Stored items
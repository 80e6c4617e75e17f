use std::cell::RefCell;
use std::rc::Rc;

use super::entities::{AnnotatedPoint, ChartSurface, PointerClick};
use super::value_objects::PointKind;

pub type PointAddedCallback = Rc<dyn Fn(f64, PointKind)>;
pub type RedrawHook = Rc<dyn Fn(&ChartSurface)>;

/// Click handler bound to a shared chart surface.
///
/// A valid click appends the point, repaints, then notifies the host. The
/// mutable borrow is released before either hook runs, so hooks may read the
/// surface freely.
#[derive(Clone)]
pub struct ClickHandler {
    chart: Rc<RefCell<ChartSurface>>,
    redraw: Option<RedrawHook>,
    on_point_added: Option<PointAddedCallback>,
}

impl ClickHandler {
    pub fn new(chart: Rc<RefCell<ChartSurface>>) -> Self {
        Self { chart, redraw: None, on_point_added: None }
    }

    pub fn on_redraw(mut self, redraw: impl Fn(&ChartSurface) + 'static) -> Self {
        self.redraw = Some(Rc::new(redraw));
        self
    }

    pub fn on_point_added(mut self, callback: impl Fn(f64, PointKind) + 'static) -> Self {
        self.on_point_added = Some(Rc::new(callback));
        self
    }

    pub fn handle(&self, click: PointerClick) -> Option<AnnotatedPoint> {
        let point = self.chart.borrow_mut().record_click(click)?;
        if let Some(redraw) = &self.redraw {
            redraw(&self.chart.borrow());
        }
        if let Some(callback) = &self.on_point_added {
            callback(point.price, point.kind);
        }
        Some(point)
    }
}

WHAT TO DO:
Write the data out in full, matching every line exactly.

COMPLETED EXERCISE:
repository 80e6c4617e75e17f
use std::cell::RefCell;
use std::rc::Rc;

use super::entities::{AnnotatedPoint, ChartSurface, PointerClick};
use super::value_objects::PointKind;

pub type PointAddedCallback = Rc<dyn Fn(f64, PointKind)>;
pub type RedrawHook = Rc<dyn Fn(&ChartSurface)>;

/// Click handler bound to a shared chart surface.
///
/// A valid click appends the point, repaints, then notifies the host. The
/// mutable borrow is released before either hook runs, so hooks may read the
/// surface freely.
#[derive(Clone)]
pub struct ClickHandler {
    chart: Rc<RefCell<ChartSurface>>,
    redraw: Option<RedrawHook>,
    on_point_added: Option<PointAddedCallback>,
}

impl ClickHandler {
    pub fn new(chart: Rc<RefCell<ChartSurface>>) -> Self {
        Self { chart, redraw: None, on_point_added: None }
    }

    pub fn on_redraw(mut self, redraw: impl Fn(&ChartSurface) + 'static) -> Self {
        self.redraw = Some(Rc::new(redraw));
        self
    }

    pub fn on_point_added(mut self, callback: impl Fn(f64, PointKind) + 'static) -> Self {
        self.on_point_added = Some(Rc::new(callback));
        self
    }

    pub fn handle(&self, click: PointerClick) -> Option<AnnotatedPoint> {
        let point = self.chart.borrow_mut().record_click(click)?;
        if let Some(redraw) = &self.redraw {
            redraw(&self.chart.borrow());
        }
        if let Some(callback) = &self.on_point_added {
            callback(point.price, point.kind);
        }
        Some(point)
    }
}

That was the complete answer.